27 november 2015 , door Doeschka Meijsing

Morgen in De Groene Amsterdammer, vanavond al te lezen op Athenaeum.nl: Doeschka Meijsing over Harry Mulisch: 'Ik kwam in aanraking met het werk van Mulisch na het lezen van Het stenen bruidsbed (1959). Je was nog jong, de oorlog was vlak voor je geboorte afgelopen, je begon de zwaarte ervan te voelen. Het was meteen alsof ik, achteraf gezien, bij de kern van Mulisch' schrijverschap aankwam.

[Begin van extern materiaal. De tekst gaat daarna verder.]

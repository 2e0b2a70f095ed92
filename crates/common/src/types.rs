use std::{
    fmt,
    time::{SystemTime, UNIX_EPOCH},
};

use serde::{Deserialize, Serialize};

/// Current wall-clock time as unix milliseconds.
pub fn now_ms() -> u64 {
    SystemTime::now()
        .duration_since(UNIX_EPOCH)
        .unwrap_or_default()
        .as_millis() as u64
}

// ── Messages ─────────────────────────────────────────────────────────────────

#[derive(Debug, Clone, Copy, PartialEq, Eq, Serialize, Deserialize)]
#[serde(rename_all = "snake_case")]
pub enum Direction {
    Inbound,
    Outbound,
}

#[derive(Debug, Clone, Copy, PartialEq, Eq, Serialize, Deserialize)]
#[serde(rename_all = "snake_case")]
pub enum DeliveryStatus {
    Sent,
    Delivered,
    Read,
    Failed,
}

#[derive(Debug, Clone, Copy, PartialEq, Eq, Serialize, Deserialize)]
#[serde(rename_all = "snake_case")]
pub enum MessageKind {
    Text,
    Media,
    Other,
}

/// One logged message, inbound or outbound. Immutable once created.
#[derive(Debug, Clone, Serialize, Deserialize)]
pub struct MessageRecord {
    /// Transport-assigned id, or a locally generated uuid when the
    /// transport did not supply one.
    pub id: String,
    pub direction: Direction,
    /// The remote party: sender for inbound, recipient for outbound.
    pub counterpart_id: String,
    pub body: String,
    /// Unix milliseconds.
    pub sent_at: u64,
    pub delivery_status: DeliveryStatus,
    pub kind: MessageKind,
}

impl MessageRecord {
    /// Build an inbound record, generating a local id if the transport
    /// did not assign one.
    pub fn inbound(id: Option<String>, from: &str, body: &str, kind: MessageKind) -> Self {
        Self {
            id: id.unwrap_or_else(local_id),
            direction: Direction::Inbound,
            counterpart_id: from.to_string(),
            body: body.to_string(),
            sent_at: now_ms(),
            delivery_status: DeliveryStatus::Delivered,
            kind,
        }
    }

    /// Build an outbound record with the given delivery status.
    pub fn outbound(id: Option<String>, to: &str, body: &str, status: DeliveryStatus) -> Self {
        Self {
            id: id.unwrap_or_else(local_id),
            direction: Direction::Outbound,
            counterpart_id: to.to_string(),
            body: body.to_string(),
            sent_at: now_ms(),
            delivery_status: status,
            kind: MessageKind::Text,
        }
    }
}

fn local_id() -> String {
    uuid::Uuid::new_v4().to_string()
}

// ── Contacts & chats ─────────────────────────────────────────────────────────

#[derive(Debug, Clone, Serialize, Deserialize)]
pub struct Contact {
    pub id: String,
    pub display_name: Option<String>,
    pub phone_number: Option<String>,
    #[serde(default, skip_serializing_if = "Option::is_none")]
    pub avatar_ref: Option<String>,
    #[serde(default, skip_serializing_if = "Option::is_none")]
    pub last_seen: Option<u64>,
}

/// One recent conversation, as reported by the transport.
#[derive(Debug, Clone, Serialize, Deserialize)]
pub struct ChatSummary {
    pub id: String,
    pub name: Option<String>,
    pub last_message_at: Option<u64>,
    #[serde(default)]
    pub unread: u32,
}

// ── Session status ───────────────────────────────────────────────────────────

/// Lifecycle status of a session. `Terminated` is the only terminal state.
#[derive(Debug, Clone, Copy, PartialEq, Eq, Serialize, Deserialize)]
#[serde(rename_all = "kebab-case")]
pub enum SessionStatus {
    Created,
    Initializing,
    AwaitingScan,
    Authenticated,
    Ready,
    Disconnected,
    Reconnecting,
    Terminated,
}

impl SessionStatus {
    pub fn is_terminal(self) -> bool {
        self == Self::Terminated
    }
}

impl fmt::Display for SessionStatus {
    fn fmt(&self, f: &mut fmt::Formatter<'_>) -> fmt::Result {
        let label = match self {
            Self::Created => "created",
            Self::Initializing => "initializing",
            Self::AwaitingScan => "awaiting-scan",
            Self::Authenticated => "authenticated",
            Self::Ready => "ready",
            Self::Disconnected => "disconnected",
            Self::Reconnecting => "reconnecting",
            Self::Terminated => "terminated",
        };
        f.write_str(label)
    }
}

/// Read-only snapshot of one session, safe to hand to callers.
#[derive(Debug, Clone, Serialize, Deserialize)]
pub struct SessionSummary {
    pub id: String,
    pub display_name: String,
    pub status: SessionStatus,
    pub contacts_count: usize,
    pub message_count: usize,
    /// Unix milliseconds of the last message or state transition.
    pub last_activity: u64,
}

De dader heeft het gedaan, en de dader is aan te wijzen.'

Dit is slechts een van de artikelen die morgen in de papieren Mulisch-special van De Groene verschijnt.

De samenwerking tussen Athenaeum Boekhandel en De Groene Amsterdammer is versterkt: op de site van De Groene kunt u de besproken boeken direct bij Athenaeum kopen.

De samenwerking tussen Athenaeum Boekhandel en De Groene Amsterdammer is versterkt: op de site van De Groene kunt u de besproken boeken direct bij Athenaeum kopen.

Mulisch is dood. Ik had het graag anders gewild. Maar Mulisch is dood. Deze drie zinnen vormden de afgelopen dagen voor mij de ultieme laagvlakte. Er is mij maar twee keer hetzelfde overkomen, bij de dood van Simon Vestdijk, en bij de dood van Hergé. Dat gevoel valt het beste samen te vatten onder de noemer: nóóit meer Kuifje, nóóit meer een nieuw avontuur van Kuifje. Kuifje was afgelopen, Kuifje was dood.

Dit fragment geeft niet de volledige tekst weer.